┌──
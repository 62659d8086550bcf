//! Turns a raw frame into a typed message.
//!
//! Decoders for the common UBX navigation messages and for generic NMEA
//! sentences are built in; anything else goes to an optional user supplied
//! fallback.

pub mod packets;

use std::{
    any::Any,
    sync::{RwLock, RwLockReadGuard},
};

use log::trace;

use crate::{
    classify::{classify, Classification},
    constants::UBX_CLASS_ACK,
    error::{Error, Result},
    message_id::{MessageId, Protocols, UbxMessageId},
};

pub use packets::{
    Ack, GnssFixType, MonVer, NavHpPosLlh, NavPosLlh, NavPvt, NavPvtFlags, NavPvtFlags2,
    NavPvtValidFlags, NavTimeUtc, NavTimeUtcFlags, NmeaSentence, Position, UbxPacketMeta,
    Velocity,
};

/// A decoded message.
#[derive(Debug)]
pub enum DecodedMessage {
    NavPvt(NavPvt),
    NavPosLlh(NavPosLlh),
    NavHpPosLlh(NavHpPosLlh),
    NavTimeUtc(NavTimeUtc),
    Ack(Ack),
    MonVer(MonVer),
    Nmea(NmeaSentence),
    /// Whatever a fallback decoder produced.
    Custom(Box<dyn Any + Send + Sync>),
}

macro_rules! from_packet {
    ($($variant:ident),+) => {
        $(
            impl From<$variant> for DecodedMessage {
                fn from(packet: $variant) -> Self {
                    Self::$variant(packet)
                }
            }
        )+
    };
}

from_packet!(NavPvt, NavPosLlh, NavHpPosLlh, NavTimeUtc, MonVer);

/// Decodes the body of a message with the given concrete identifier.
pub type DecodeFn = fn(&MessageId, &[u8]) -> Result<DecodedMessage>;

/// Fallback for messages no built-in decoder handles; state it needs is
/// captured by the closure.
pub type FallbackDecoder = Box<dyn Fn(&MessageId, &[u8]) -> Result<DecodedMessage> + Send + Sync>;

struct DecoderEntry {
    id: MessageId,
    decode: DecodeFn,
}

fn decode_ubx<T>(_: &MessageId, body: &[u8]) -> Result<DecodedMessage>
where
    T: UbxPacketMeta + Into<DecodedMessage>,
{
    T::parse(body).map(Into::into)
}

fn decode_ack(id: &MessageId, body: &[u8]) -> Result<DecodedMessage> {
    let (_, msg_id) = id.concrete_ubx().ok_or(Error::NoDecoder)?;
    Ack::parse(msg_id, body).map(DecodedMessage::Ack)
}

fn decode_nmea(_: &MessageId, body: &[u8]) -> Result<DecodedMessage> {
    NmeaSentence::parse(body).map(DecodedMessage::Nmea)
}

const fn ubx_entry<T>() -> DecoderEntry
where
    T: UbxPacketMeta + Into<DecodedMessage>,
{
    DecoderEntry {
        id: MessageId::ubx(T::CLASS, T::ID),
        decode: decode_ubx::<T>,
    }
}

/// First match wins.
static DECODERS: [DecoderEntry; 7] = [
    ubx_entry::<NavPvt>(),
    ubx_entry::<NavPosLlh>(),
    ubx_entry::<NavHpPosLlh>(),
    ubx_entry::<NavTimeUtc>(),
    ubx_entry::<MonVer>(),
    // ACK-ACK and ACK-NAK share one decoder
    DecoderEntry {
        id: MessageId::Ubx(UbxMessageId::class(UBX_CLASS_ACK)),
        decode: decode_ack,
    },
    DecoderEntry {
        id: MessageId::Nmea(String::new()),
        decode: decode_nmea,
    },
];

/// Table of built-in decoders plus one replaceable fallback.
#[derive(Default)]
pub struct DecoderRegistry {
    fallback: RwLock<Option<FallbackDecoder>>,
}

impl DecoderRegistry {
    pub fn new() -> Self {
        Self::default()
    }

    /// Identifiers of the built-in decoders, in lookup order.
    pub fn id_list(&self) -> impl Iterator<Item = &'static MessageId> {
        DECODERS.iter().map(|entry| &entry.id)
    }

    /// Installs `decoder` as the fallback, replacing any previous one.
    pub fn set_fallback<F>(&self, decoder: F)
    where
        F: Fn(&MessageId, &[u8]) -> Result<DecodedMessage> + Send + Sync + 'static,
    {
        *self
            .fallback
            .write()
            .unwrap_or_else(|e| e.into_inner()) = Some(Box::new(decoder));
    }

    pub fn clear_fallback(&self) {
        *self
            .fallback
            .write()
            .unwrap_or_else(|e| e.into_inner()) = None;
    }

    fn fallback(&self) -> RwLockReadGuard<'_, Option<FallbackDecoder>> {
        self.fallback.read().unwrap_or_else(|e| e.into_inner())
    }

    /// Decodes the message at the start of `frame`, which must hold the
    /// complete frame including its framing bytes.
    ///
    /// The identifier is returned whenever the frame was recognised, even if
    /// decoding it then failed.
    pub fn decode(&self, frame: &[u8]) -> (Option<MessageId>, Result<DecodedMessage>) {
        let (id, body_len) = match classify(frame, Protocols::all(), usize::MAX) {
            Classification::Message { id, body_len, .. } => (id, body_len),
            Classification::Incomplete => return (None, Err(Error::Timeout)),
            Classification::Empty | Classification::Unknown => {
                return (None, Err(Error::NotFound))
            },
        };
        let start = id.body_offset();
        let body = &frame[start..start + body_len];

        let result = match DECODERS.iter().find(|entry| entry.id.is_wanted(&id)) {
            Some(entry) => (entry.decode)(&id, body),
            None => match self.fallback().as_ref() {
                Some(fallback) => fallback(&id, body),
                None => {
                    trace!("no decoder for {id}");
                    Err(Error::NoDecoder)
                },
            },
        };
        (Some(id), result)
    }
}
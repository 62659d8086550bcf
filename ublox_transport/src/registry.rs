use std::{
    collections::HashMap,
    sync::{Arc, Mutex, MutexGuard},
};

use log::debug;

use crate::{
    config::DeviceConfig,
    device::Device,
    error::{Error, Result},
    transport::Transport,
};

/// Identifies a connection opened through a [`Registry`].
#[derive(Debug, Clone, Copy, PartialEq, Eq, Hash, PartialOrd, Ord)]
pub struct DeviceHandle(u64);

#[derive(Default)]
struct Connections {
    next: u64,
    devices: HashMap<DeviceHandle, Arc<Device>>,
}

/// The set of open receiver connections.
///
/// Owned by whoever opens connections; there is no process-wide instance.
#[derive(Default)]
pub struct Registry {
    connections: Mutex<Connections>,
}

impl Registry {
    pub fn new() -> Self {
        Self::default()
    }

    fn connections(&self) -> MutexGuard<'_, Connections> {
        self.connections.lock().unwrap_or_else(|e| e.into_inner())
    }

    /// Opens a connection over `transport`.
    pub fn open<T: Transport + 'static>(
        &self,
        transport: T,
        config: DeviceConfig,
    ) -> Result<DeviceHandle> {
        let device = Arc::new(Device::new(transport, config)?);
        let mut connections = self.connections();
        let handle = DeviceHandle(connections.next);
        connections.next += 1;
        connections.devices.insert(handle, device);
        debug!("opened connection {}", handle.0);
        Ok(handle)
    }

    pub fn get(&self, handle: DeviceHandle) -> Result<Arc<Device>> {
        self.connections()
            .devices
            .get(&handle)
            .cloned()
            .ok_or(Error::NotFound)
    }

    /// Closes a connection, stopping its asynchronous receive task and
    /// returning that task's cursor.
    ///
    /// Clones handed out by [`Registry::get`] stay usable for blocking
    /// operations; the blocking cursor, the ring buffer and the transport are
    /// released when the last of them is dropped.
    pub fn close(&self, handle: DeviceHandle) -> Result<()> {
        let device = self
            .connections()
            .devices
            .remove(&handle)
            .ok_or(Error::NotFound)?;
        device.receive_stop_all();
        debug!("closed connection {}", handle.0);
        Ok(())
    }

    /// Closes every connection.
    pub fn close_all(&self) {
        let devices: Vec<_> = self.connections().devices.drain().collect();
        for (_, device) in devices {
            device.receive_stop_all();
        }
    }

    pub fn handles(&self) -> Vec<DeviceHandle> {
        let mut handles: Vec<_> = self.connections().devices.keys().copied().collect();
        handles.sort_unstable();
        handles
    }

    pub fn len(&self) -> usize {
        self.connections().devices.len()
    }

    pub fn is_empty(&self) -> bool {
        self.len() == 0
    }
}

impl Drop for Registry {
    fn drop(&mut self) {
        self.close_all();
    }
}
└──
**Assignment**
Only the lines from the one that contains "let mut connections" to the end of the data should be output, exactly as they appear.

**Problem solution**
        let mut connections = self.connections();
        let handle = DeviceHandle(connections.next);
        connections.next += 1;
        connections.devices.insert(handle, device);
        debug!("opened connection {}", handle.0);
        Ok(handle)
    }

    pub fn get(&self, handle: DeviceHandle) -> Result<Arc<Device>> {
        self.connections()
            .devices
            .get(&handle)
            .cloned()
            .ok_or(Error::NotFound)
    }

    /// Closes a connection, stopping its asynchronous receive task and
    /// returning that task's cursor.
    ///
    /// Clones handed out by [`Registry::get`] stay usable for blocking
    /// operations; the blocking cursor, the ring buffer and the transport are
    /// released when the last of them is dropped.
    pub fn close(&self, handle: DeviceHandle) -> Result<()> {
        let device = self
            .connections()
            .devices
            .remove(&handle)
            .ok_or(Error::NotFound)?;
        device.receive_stop_all();
        debug!("closed connection {}", handle.0);
        Ok(())
    }

    /// Closes every connection.
    pub fn close_all(&self) {
        let devices: Vec<_> = self.connections().devices.drain().collect();
        for (_, device) in devices {
            device.receive_stop_all();
        }
    }

    pub fn handles(&self) -> Vec<DeviceHandle> {
        let mut handles: Vec<_> = self.connections().devices.keys().copied().collect();
        handles.sort_unstable();
        handles
    }

    pub fn len(&self) -> usize {
        self.connections().devices.len()
    }

    pub fn is_empty(&self) -> bool {
        self.len() == 0
    }
}

impl Drop for Registry {
    fn drop(&mut self) {
        self.close_all();
    }
}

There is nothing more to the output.